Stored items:
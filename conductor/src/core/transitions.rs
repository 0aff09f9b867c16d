//! Legal task status transitions.

use crate::core::types::TaskStatus;

/// Classification of a requested status change.
#[derive(Debug, Clone, Copy, PartialEq, Eq)]
pub enum Transition {
    /// Requested status equals the current one; nothing to write.
    NoOp,
    Legal,
    Illegal,
}

/// Classify `from -> to`.
///
/// Forward edges follow the pipeline one step at a time. Any unfinished state
/// may fall back to `todo`. `done` is terminal.
pub fn classify(from: TaskStatus, to: TaskStatus) -> Transition {
    use crate::core::types::TaskStatus::{Done, Implementing, Reviewing, Testing, Todo};

    if from == to {
        return Transition::NoOp;
    }
    match (from, to) {
        (Todo, Implementing)
        | (Implementing, Testing)
        | (Testing, Reviewing)
        | (Reviewing, Done)
        | (Implementing | Testing | Reviewing, Todo) => Transition::Legal,
        _ => Transition::Illegal,
    }
}
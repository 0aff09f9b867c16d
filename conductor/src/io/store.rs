//! SQLite-backed task store.
//!
//! The store is the only scheduling truth. Every task mutation is a
//! read-modify-write inside one transaction under the connection lock, so
//! concurrent writers to the same row serialize and none is lost. Mutations
//! are mirrored to the optional [`ChangeLog`] while the lock is still held,
//! which keeps change-log order identical to commit order.

use std::collections::BTreeSet;
use std::path::Path;
use std::sync::{Mutex, MutexGuard};

use anyhow::{Context, Result, anyhow};
use chrono::{DateTime, SecondsFormat, SubsecRound, Utc};
use rusqlite::{Connection, OptionalExtension, Row, Transaction, params};
use serde::Serialize;
use serde_json::{Map, Value};
use tracing::{debug, info, instrument, warn};

use crate::core::errors::OrchestratorError;
use crate::core::graph::{DependencyGraph, find_cycle};
use crate::core::ready::{pending_dependencies, select_ready};
use crate::core::transitions::{Transition, classify};
use crate::core::types::{
    ActiveAgent, AgentRole, ExecutionLog, FailureInfo, MergeFailure, NewExecutionLog, NewTask,
    RalphLoopState, Spec, SpecStatus, Task, TaskStatus, TaskUpdate, is_safe_id,
};
use crate::io::changelog::{ChangeLog, ChangeType, EntityType, Replay};

/// Execution log output is truncated to this many bytes.
pub const EXECUTION_OUTPUT_LIMIT: usize = 10_000;

const SCHEMA_VERSION: i64 = 1;

const SCHEMA: &str = "
CREATE TABLE IF NOT EXISTS schema_version (
    version INTEGER NOT NULL
);
CREATE TABLE IF NOT EXISTS specs (
    id TEXT PRIMARY KEY,
    title TEXT NOT NULL,
    status TEXT NOT NULL,
    source_type TEXT,
    metadata TEXT NOT NULL DEFAULT '{}',
    created_at TEXT NOT NULL,
    updated_at TEXT NOT NULL
);
CREATE TABLE IF NOT EXISTS tasks (
    seq INTEGER PRIMARY KEY AUTOINCREMENT,
    id TEXT NOT NULL UNIQUE,
    spec_id TEXT NOT NULL,
    title TEXT NOT NULL,
    description TEXT NOT NULL DEFAULT '',
    status TEXT NOT NULL,
    priority INTEGER NOT NULL,
    dependencies TEXT NOT NULL DEFAULT '[]',
    assignee TEXT,
    worktree TEXT,
    iteration INTEGER NOT NULL DEFAULT 0,
    completion_spec TEXT,
    failure TEXT,
    merge_failure TEXT,
    created_at TEXT NOT NULL,
    updated_at TEXT NOT NULL
);
CREATE INDEX IF NOT EXISTS idx_tasks_spec_status ON tasks(spec_id, status);
CREATE TABLE IF NOT EXISTS execution_logs (
    id INTEGER PRIMARY KEY AUTOINCREMENT,
    task_id TEXT NOT NULL,
    role TEXT NOT NULL,
    stage TEXT NOT NULL,
    attempt INTEGER NOT NULL,
    output TEXT NOT NULL,
    success INTEGER NOT NULL,
    duration_ms INTEGER NOT NULL,
    created_at TEXT NOT NULL
);
CREATE INDEX IF NOT EXISTS idx_execution_logs_task ON execution_logs(task_id);
CREATE TABLE IF NOT EXISTS active_agents (
    task_id TEXT PRIMARY KEY,
    role TEXT NOT NULL,
    slot INTEGER NOT NULL,
    worktree TEXT,
    started_at TEXT NOT NULL
);
CREATE TABLE IF NOT EXISTS ralph_loops (
    task_id TEXT PRIMARY KEY,
    stage TEXT NOT NULL,
    iteration INTEGER NOT NULL,
    max_iterations INTEGER NOT NULL,
    promise TEXT NOT NULL,
    started_at TEXT NOT NULL,
    cancel_requested INTEGER NOT NULL DEFAULT 0
);
";

const TASK_COLUMNS: &str = "seq, id, spec_id, title, description, status, priority, dependencies, \
     assignee, worktree, iteration, completion_spec, failure, merge_failure, created_at, updated_at";

const TASK_ORDER: &str = "ORDER BY priority ASC, created_at ASC, seq ASC";

/// Input for spec creation.
#[derive(Debug, Clone, PartialEq)]
pub struct NewSpec {
    pub id: String,
    pub title: String,
    pub status: SpecStatus,
    pub source_type: Option<String>,
    pub metadata: Map<String, Value>,
}

impl NewSpec {
    pub fn new(id: impl Into<String>, title: impl Into<String>) -> Self {
        Self {
            id: id.into(),
            title: title.into(),
            status: SpecStatus::Draft,
            source_type: None,
            metadata: Map::new(),
        }
    }
}

/// Partial spec update. `None` leaves a field unchanged.
#[derive(Debug, Clone, Default, PartialEq)]
pub struct SpecUpdate {
    pub title: Option<String>,
    pub status: Option<SpecStatus>,
    pub metadata: Option<Map<String, Value>>,
}

/// Counts of entities written by a change-log import.
#[derive(Debug, Clone, Copy, Default, PartialEq, Eq, Serialize)]
pub struct ImportSummary {
    pub specs: usize,
    pub tasks: usize,
}

pub struct TaskStore {
    conn: Mutex<Connection>,
    changelog: Option<ChangeLog>,
}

• **TASK REQUIREMENTS**
Exactly as shown above, write out all the records.

• **TASK RESULT**
filename conductor/src/core/transitions.rs
repository 0aff09f9b867c16d
//! Legal task status transitions.

use crate::core::types::TaskStatus;

/// Classification of a requested status change.
#[derive(Debug, Clone, Copy, PartialEq, Eq)]
pub enum Transition {
    /// Requested status equals the current one; nothing to write.
    NoOp,
    Legal,
    Illegal,
}

/// Classify `from -> to`.
///
/// Forward edges follow the pipeline one step at a time. Any unfinished state
/// may fall back to `todo`. `done` is terminal.
pub fn classify(from: TaskStatus, to: TaskStatus) -> Transition {
    use crate::core::types::TaskStatus::{Done, Implementing, Reviewing, Testing, Todo};

    if from == to {
        return Transition::NoOp;
    }
    match (from, to) {
        (Todo, Implementing)
        | (Implementing, Testing)
        | (Testing, Reviewing)
        | (Reviewing, Done)
        | (Implementing | Testing | Reviewing, Todo) => Transition::Legal,
        _ => Transition::Illegal,
    }
}
repository 0aff09f9b867c16d
filename conductor/src/io/store.rs
//! SQLite-backed task store.
//!
//! The store is the only scheduling truth. Every task mutation is a
//! read-modify-write inside one transaction under the connection lock, so
//! concurrent writers to the same row serialize and none is lost. Mutations
//! are mirrored to the optional [`ChangeLog`] while the lock is still held,
//! which keeps change-log order identical to commit order.

use std::collections::BTreeSet;
use std::path::Path;
use std::sync::{Mutex, MutexGuard};

use anyhow::{Context, Result, anyhow};
use chrono::{DateTime, SecondsFormat, SubsecRound, Utc};
use rusqlite::{Connection, OptionalExtension, Row, Transaction, params};
use serde::Serialize;
use serde_json::{Map, Value};
use tracing::{debug, info, instrument, warn};

use crate::core::errors::OrchestratorError;
use crate::core::graph::{DependencyGraph, find_cycle};
use crate::core::ready::{pending_dependencies, select_ready};
use crate::core::transitions::{Transition, classify};
use crate::core::types::{
    ActiveAgent, AgentRole, ExecutionLog, FailureInfo, MergeFailure, NewExecutionLog, NewTask,
    RalphLoopState, Spec, SpecStatus, Task, TaskStatus, TaskUpdate, is_safe_id,
};
use crate::io::changelog::{ChangeLog, ChangeType, EntityType, Replay};

/// Execution log output is truncated to this many bytes.
pub const EXECUTION_OUTPUT_LIMIT: usize = 10_000;

const SCHEMA_VERSION: i64 = 1;

const SCHEMA: &str = "
CREATE TABLE IF NOT EXISTS schema_version (
    version INTEGER NOT NULL
);
CREATE TABLE IF NOT EXISTS specs (
    id TEXT PRIMARY KEY,
    title TEXT NOT NULL,
    status TEXT NOT NULL,
    source_type TEXT,
    metadata TEXT NOT NULL DEFAULT '{}',
    created_at TEXT NOT NULL,
    updated_at TEXT NOT NULL
);
CREATE TABLE IF NOT EXISTS tasks (
    seq INTEGER PRIMARY KEY AUTOINCREMENT,
    id TEXT NOT NULL UNIQUE,
    spec_id TEXT NOT NULL,
    title TEXT NOT NULL,
    description TEXT NOT NULL DEFAULT '',
    status TEXT NOT NULL,
    priority INTEGER NOT NULL,
    dependencies TEXT NOT NULL DEFAULT '[]',
    assignee TEXT,
    worktree TEXT,
    iteration INTEGER NOT NULL DEFAULT 0,
    completion_spec TEXT,
    failure TEXT,
    merge_failure TEXT,
    created_at TEXT NOT NULL,
    updated_at TEXT NOT NULL
);
CREATE INDEX IF NOT EXISTS idx_tasks_spec_status ON tasks(spec_id, status);
CREATE TABLE IF NOT EXISTS execution_logs (
    id INTEGER PRIMARY KEY AUTOINCREMENT,
    task_id TEXT NOT NULL,
    role TEXT NOT NULL,
    stage TEXT NOT NULL,
    attempt INTEGER NOT NULL,
    output TEXT NOT NULL,
    success INTEGER NOT NULL,
    duration_ms INTEGER NOT NULL,
    created_at TEXT NOT NULL
);
CREATE INDEX IF NOT EXISTS idx_execution_logs_task ON execution_logs(task_id);
CREATE TABLE IF NOT EXISTS active_agents (
    task_id TEXT PRIMARY KEY,
    role TEXT NOT NULL,
    slot INTEGER NOT NULL,
    worktree TEXT,
    started_at TEXT NOT NULL
);
CREATE TABLE IF NOT EXISTS ralph_loops (
    task_id TEXT PRIMARY KEY,
    stage TEXT NOT NULL,
    iteration INTEGER NOT NULL,
    max_iterations INTEGER NOT NULL,
    promise TEXT NOT NULL,
    started_at TEXT NOT NULL,
    cancel_requested INTEGER NOT NULL DEFAULT 0
);
";

const TASK_COLUMNS: &str = "seq, id, spec_id, title, description, status, priority, dependencies, \
     assignee, worktree, iteration, completion_spec, failure, merge_failure, created_at, updated_at";

const TASK_ORDER: &str = "ORDER BY priority ASC, created_at ASC, seq ASC";

/// Input for spec creation.
#[derive(Debug, Clone, PartialEq)]
pub struct NewSpec {
    pub id: String,
    pub title: String,
    pub status: SpecStatus,
    pub source_type: Option<String>,
    pub metadata: Map<String, Value>,
}

impl NewSpec {
    pub fn new(id: impl Into<String>, title: impl Into<String>) -> Self {
        Self {
            id: id.into(),
            title: title.into(),
            status: SpecStatus::Draft,
            source_type: None,
            metadata: Map::new(),
        }
    }
}

/// Partial spec update. `None` leaves a field unchanged.
#[derive(Debug, Clone, Default, PartialEq)]
pub struct SpecUpdate {
    pub title: Option<String>,
    pub status: Option<SpecStatus>,
    pub metadata: Option<Map<String, Value>>,
}

/// Counts of entities written by a change-log import.
#[derive(Debug, Clone, Copy, Default, PartialEq, Eq, Serialize)]
pub struct ImportSummary {
    pub specs: usize,
    pub tasks: usize,
}

pub struct TaskStore {
    conn: Mutex<Connection>,
    changelog: Option<ChangeLog>,
}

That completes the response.